Pattern: Odd Days Concept
Pattern
Compute odd days = (total days) mod 7. Convert years → days (ordinary = 365, leap = 366), months → days, then sum and take remainder by 7 to find weekday shifts.
Quick reference:
- 1 ordinary year = 365 days = 1 odd day (365 ≡ 1 mod 7)
- 1 leap year = 366 days = 2 odd days (366 ≡ 2 mod 7)
- 1 normal month: use actual days (e.g., Jan 31 ≡ 3 odd days, Feb 28 ≡ 0, Feb 29 ≡ 1)
- Century blocks: 100 years = 5 odd days (in Gregorian counting), but verify with century exceptions.
Step-by-Step Example
Question
How many odd days are there in 100 years?
Solution
Step 1: Break 100 years into leap and ordinary years
In a 100-year span within Gregorian rules (e.g., 1 Jan 1901-31 Dec 2000), leap years occur every 4 years except centuries not divisible by 400. Typically 100-year block has 24 leap years and 76 ordinary years.Step 2: Convert to odd days
Ordinary years: 76 × 1 = 76 odd days.
Leap years: 24 × 2 = 48 odd days.Step 3: Sum and reduce modulo 7
Total odd days = 76 + 48 = 124.
124 ÷ 7 → remainder = 5 → 5 odd days.Final Answer:
5 odd daysQuick Check:
100 years ≡ 5 (mod 7) is the standard result used in many calendar problems ✅
Quick Variations
1. Odd days in 1 year: ordinary = 1, leap = 2.
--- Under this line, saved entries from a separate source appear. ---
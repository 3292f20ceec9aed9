//! Per-type conversion between a stored value and what the user sees and types.

use std::fmt;
use std::str::FromStr;

use super::error::{TransformParseError, closest_name};

/// Degrees in one full turn.
pub const FULL_TURN: f64 = 360.0;

/// The display/parse mapping applied to a widget's stored value.
///
/// Selected once when a widget is built and fixed for its lifetime.
#[derive(Clone, Copy, Debug, Default, PartialEq, Eq, Hash)]
pub enum TransformType {
    /// The stored value, unchanged.
    #[default]
    Raw,
    /// The whole number of turns in an angle stored in degrees.
    WholeRotation,
    /// The signed remainder of an angle after removing whole turns.
    PartRotation,
    /// A fraction shown as a percentage.
    Percent,
}

impl TransformType {
    /// Every transform type, in declaration order.
    pub const ALL: [TransformType; 4] = [
        TransformType::Raw,
        TransformType::WholeRotation,
        TransformType::PartRotation,
        TransformType::Percent,
    ];

    const NAMES: [&'static str; 4] = ["raw", "whole-rotation", "part-rotation", "percent"];

    /// The markup name of this transform type.
    pub fn name(self) -> &'static str {
        match self {
            TransformType::Raw => Self::NAMES[0],
            TransformType::WholeRotation => Self::NAMES[1],
            TransformType::PartRotation => Self::NAMES[2],
            TransformType::Percent => Self::NAMES[3],
        }
    }

    /// Maps a stored value to the number shown to the user.
    pub fn format(self, value: f64) -> f64 {
        match self {
            TransformType::Raw => value,
            TransformType::WholeRotation => split_rotation(value).0,
            TransformType::PartRotation => split_rotation(value).1,
            TransformType::Percent => value * 100.0,
        }
    }

    /// Maps a number entered by the user back to a stored value.
    ///
    /// The rotation types split `current` at call time and keep the facet they
    /// do not display, so editing the turn count preserves the remainder and
    /// editing the remainder preserves the turn count.
    pub fn parse(self, input: f64, current: f64) -> f64 {
        match self {
            TransformType::Raw => input,
            TransformType::WholeRotation => {
                let (_, remainder) = split_rotation(current);
                input * FULL_TURN + remainder
            }
            TransformType::PartRotation => {
                let (rotations, _) = split_rotation(current);
                rotations * FULL_TURN + input
            }
            TransformType::Percent => input / 100.0,
        }
    }

    /// Step used when the bounds carry no explicit step.
    pub fn default_step(self) -> f64 {
        match self {
            TransformType::Percent => 0.01,
            _ => 1.0,
        }
    }

    /// Multiplier applied to drag-derived changes.
    pub fn drag_scale(self) -> f64 {
        match self {
            TransformType::WholeRotation => FULL_TURN,
            TransformType::Percent => 0.01,
            TransformType::Raw | TransformType::PartRotation => 1.0,
        }
    }

    /// Size of one keyboard step. A turn-count facet always steps a whole turn;
    /// every other type steps by the widget's effective step.
    pub fn key_step(self, effective_step: f64) -> f64 {
        match self {
            TransformType::WholeRotation => FULL_TURN,
            _ => effective_step,
        }
    }

    /// Renders `format(value)` as text with at most `precision` decimals.
    ///
    /// The part-rotation remainder stays inside `(-360, 360)` after rounding.
    pub fn display(self, value: f64, precision: usize) -> String {
        let mut formatted = self.format(value);
        if self == TransformType::PartRotation {
            let largest = FULL_TURN - 10f64.powi(-(precision.min(12) as i32));
            formatted = formatted.clamp(-largest, largest);
        }
        let shown = format_number(formatted, precision);
        match self {
            TransformType::PartRotation if shown.starts_with('-') => shown,
            TransformType::PartRotation => format!("+{shown}"),
            _ => shown,
        }
    }
}

impl fmt::Display for TransformType {
    fn fmt(&self, f: &mut fmt::Formatter<'_>) -> fmt::Result {
        f.write_str(self.name())
    }
}

impl FromStr for TransformType {
    type Err = TransformParseError;

    fn from_str(s: &str) -> Result<Self, Self::Err> {
        let trimmed = s.trim();
        TransformType::ALL
            .into_iter()
            .find(|ty| ty.name().eq_ignore_ascii_case(trimmed))
            .ok_or_else(|| TransformParseError {
                name: trimmed.to_string(),
                suggestion: closest_name(trimmed, &Self::NAMES),
            })
    }
}

/// Splits an angle into `(whole turns, signed remainder)`, both truncated toward zero.
pub fn split_rotation(value: f64) -> (f64, f64) {
    // Adding 0.0 folds -0.0 into 0.0.
    let rotations = (value / FULL_TURN).trunc() + 0.0;
    let remainder = value - rotations * FULL_TURN + 0.0;
    (rotations, remainder)
}

/// Formats a number with at most `precision` decimals, trimming trailing zeros.
pub fn format_number(value: f64, precision: usize) -> String {
    let mut text = format!("{value:.precision$}");
    if text.contains('.') {
        let trimmed = text.trim_end_matches('0').trim_end_matches('.').len();
        text.truncate(trimmed);
    }
    if text == "-0" {
        text.remove(0);
    }
    text
}

/// Parses text typed by the user as a plain decimal number.
///
/// Accepts an optional sign, digits, an optional fraction and an optional
/// exponent. Anything else, including `inf` and `NaN`, yields `None`.
pub fn parse_decimal(text: &str) -> Option<f64> {
    let trimmed = text.trim();
    if trimmed.is_empty() || !trimmed.chars().all(is_decimal_char) {
        return None;
    }
    trimmed.parse::<f64>().ok().filter(|value| value.is_finite())
}

/// Characters that may appear in a decimal number.
pub(crate) fn is_decimal_char(ch: char) -> bool {
    ch.is_ascii_digit() || matches!(ch, '.' | '-' | '+' | 'e' | 'E')
}

#[cfg(test)]
mod tests {
    use super::*;

    #[test]
    fn raw_round_trips() {
        for value in [0.0, -12.5, 390.0, 1e-9, 123456.789] {
            let shown = TransformType::Raw.format(value);
            assert_eq!(TransformType::Raw.parse(shown, 0.0), value);
        }
    }

    #[test]
    fn rotation_facets_split_and_recombine() {
        assert_eq!(TransformType::WholeRotation.format(390.0), 1.0);
        assert_eq!(TransformType::PartRotation.format(390.0), 30.0);
        assert_eq!(TransformType::PartRotation.display(390.0, 3), "+30");

        let value = TransformType::WholeRotation.parse(2.0, 390.0);
        assert_eq!(value, 750.0);
        let value = TransformType::PartRotation.parse(45.0, value);
        assert_eq!(value, 765.0);
    }

    #[test]
    fn negative_rotations_truncate_toward_zero() {
        assert_eq!(split_rotation(-390.0), (-1.0, -30.0));
        assert_eq!(TransformType::WholeRotation.display(-30.0, 3), "0");
        assert_eq!(TransformType::PartRotation.display(-30.0, 3), "-30");
        assert_eq!(TransformType::PartRotation.display(0.0, 3), "+0");
    }

    #[test]
    fn rounded_remainder_never_shows_a_full_turn() {
        assert_eq!(TransformType::PartRotation.display(359.9996, 3), "+359.999");
        assert_eq!(TransformType::PartRotation.display(-359.9996, 3), "-359.999");
        assert_eq!(TransformType::PartRotation.display(359.6, 0), "+359");
        assert_eq!(TransformType::WholeRotation.display(359.9996, 3), "0");
    }

    #[test]
    fn only_turn_counts_override_the_key_step() {
        assert_eq!(TransformType::WholeRotation.key_step(15.0), FULL_TURN);
        assert_eq!(TransformType::PartRotation.key_step(15.0), 15.0);
        assert_eq!(TransformType::Percent.key_step(0.01), 0.01);
    }

    #[test]
    fn percent_scales_by_hundred() {
        assert_eq!(TransformType::Percent.format(0.5), 50.0);
        assert_eq!(TransformType::Percent.parse(75.0, 0.5), 0.75);
        assert_eq!(TransformType::Percent.display(0.07, 3), "7");
        assert_eq!(TransformType::Percent.default_step(), 0.01);
    }

    #[test]
    fn names_round_trip_through_from_str() {
        for ty in TransformType::ALL {
            assert_eq!(ty.to_string().parse::<TransformType>(), Ok(ty));
        }
        let err = "part-rotaton".parse::<TransformType>().unwrap_err();
        assert_eq!(err.suggestion, Some("part-rotation"));
    }

    #[test]
    fn number_formatting_trims_zeros() {
        assert_eq!(format_number(12.0, 3), "12");
        assert_eq!(format_number(12.5, 3), "12.5");
        assert_eq!(format_number(0.1234, 3), "0.123");
        assert_eq!(format_number(-0.0001, 3), "0");
    }

    #[test]
    fn decimal_parsing_rejects_garbage() {
        assert_eq!(parse_decimal(" 10 "), Some(10.0));
        assert_eq!(parse_decimal("+30"), Some(30.0));
        assert_eq!(parse_decimal("-1.5e2"), Some(-150.0));
        assert_eq!(parse_decimal("abc"), None);
        assert_eq!(parse_decimal("10abc"), None);
        assert_eq!(parse_decimal("inf"), None);
        assert_eq!(parse_decimal(""), None);
        assert_eq!(parse_decimal("1-2"), None);
    }
}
2. Odd days in n years: count leaps and ordinaries, then sum (leaps×2 + ordinaries×1) mod 7.
3. Odd days in months: use month lengths modulo 7 (e.g., Jan 31 ≡ 3, Feb28 ≡ 0, Mar31 ≡ 3, Apr30 ≡ 2, etc.).
4. For spans crossing century boundaries, explicitly compute leap counts (don't rely solely on simple 100-year heuristics).
Trick to Always Use
- Step 1 → Convert big spans into units: years → (count leaps vs ordinary), months → day totals, days → direct.
- Step 2 → Replace each unit with its odd-day equivalent (ordinary year = 1, leap year = 2, month-day mod7 values).
- Step 3 → Sum everything and reduce modulo 7; the remainder is the weekday shift.
Summary
Summary
The odd days method makes calendar problems manageable by converting large date spans into a small remainder (0-6). Always:
- Decide the exact span and whether endpoints are inclusive/exclusive.
- Count leap years carefully (century rules: divisible by 400 → leap; divisible by 100 but not 400 → not leap).
- Use modular arithmetic: sum odd days and take remainder modulo 7.
- Quick checks: 1 year = 1 odd day, 4 years = 5 odd days, 100 years = 5 odd days, 400 years = 0 odd days (full Gregorian cycle).